### PROVIDED MATERIAL
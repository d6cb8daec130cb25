use serde::Serialize;

use crate::error::SyncError;
use crate::state::ProcessKind;
use crate::storage::{Record, SaveStatus};

/// How a single item ended up.
#[derive(Debug, Clone, Copy, PartialEq, Eq, Serialize)]
#[serde(rename_all = "snake_case")]
pub enum Outcome {
    Success,
    Ignore,
    Skip,
    Fail,
}

impl Outcome {
    /// Unclassified errors count as failures.
    pub fn of(error: &SyncError) -> Self {
        match error {
            SyncError::Ignore(_) => Outcome::Ignore,
            SyncError::Skip(_) => Outcome::Skip,
            _ => Outcome::Fail,
        }
    }

    /// Counter bumped for this outcome. Ignored items leave no trace in the tallies.
    pub fn counter(&self) -> Option<ProcessKind> {
        match self {
            Outcome::Success => Some(ProcessKind::Success),
            Outcome::Ignore => None,
            Outcome::Skip => Some(ProcessKind::Skip),
            Outcome::Fail => Some(ProcessKind::Fail),
        }
    }

    pub fn as_str(&self) -> &'static str {
        match self {
            Outcome::Success => "success",
            Outcome::Ignore => "ignore",
            Outcome::Skip => "skip",
            Outcome::Fail => "fail",
        }
    }
}

/// Result of processing one item.
#[derive(Debug, Clone, Serialize)]
pub struct ItemReport {
    pub id: Option<String>,
    pub outcome: Outcome,
    pub status: Option<SaveStatus>,
    pub record: Option<Record>,
    pub message: Option<String>,
    /// Set when the failure was an unexpected error rather than a Skip/Ignore/Fail signal.
    pub unclassified: bool,
}

impl ItemReport {
    pub fn is_success(&self) -> bool {
        self.outcome == Outcome::Success
    }
}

### YOUR GOAL
Without skipping anything, transcribe every line above exactly.

### RESPONSE TO THIS TASK
repository d6cb8daec130cb25
use serde::Serialize;

use crate::error::SyncError;
use crate::state::ProcessKind;
use crate::storage::{Record, SaveStatus};

/// How a single item ended up.
#[derive(Debug, Clone, Copy, PartialEq, Eq, Serialize)]
#[serde(rename_all = "snake_case")]
pub enum Outcome {
    Success,
    Ignore,
    Skip,
    Fail,
}

impl Outcome {
    /// Unclassified errors count as failures.
    pub fn of(error: &SyncError) -> Self {
        match error {
            SyncError::Ignore(_) => Outcome::Ignore,
            SyncError::Skip(_) => Outcome::Skip,
            _ => Outcome::Fail,
        }
    }

    /// Counter bumped for this outcome. Ignored items leave no trace in the tallies.
    pub fn counter(&self) -> Option<ProcessKind> {
        match self {
            Outcome::Success => Some(ProcessKind::Success),
            Outcome::Ignore => None,
            Outcome::Skip => Some(ProcessKind::Skip),
            Outcome::Fail => Some(ProcessKind::Fail),
        }
    }

    pub fn as_str(&self) -> &'static str {
        match self {
            Outcome::Success => "success",
            Outcome::Ignore => "ignore",
            Outcome::Skip => "skip",
            Outcome::Fail => "fail",
        }
    }
}

/// Result of processing one item.
#[derive(Debug, Clone, Serialize)]
pub struct ItemReport {
    pub id: Option<String>,
    pub outcome: Outcome,
    pub status: Option<SaveStatus>,
    pub record: Option<Record>,
    pub message: Option<String>,
    /// Set when the failure was an unexpected error rather than a Skip/Ignore/Fail signal.
    pub unclassified: bool,
}

impl ItemReport {
    pub fn is_success(&self) -> bool {
        self.outcome == Outcome::Success
    }
}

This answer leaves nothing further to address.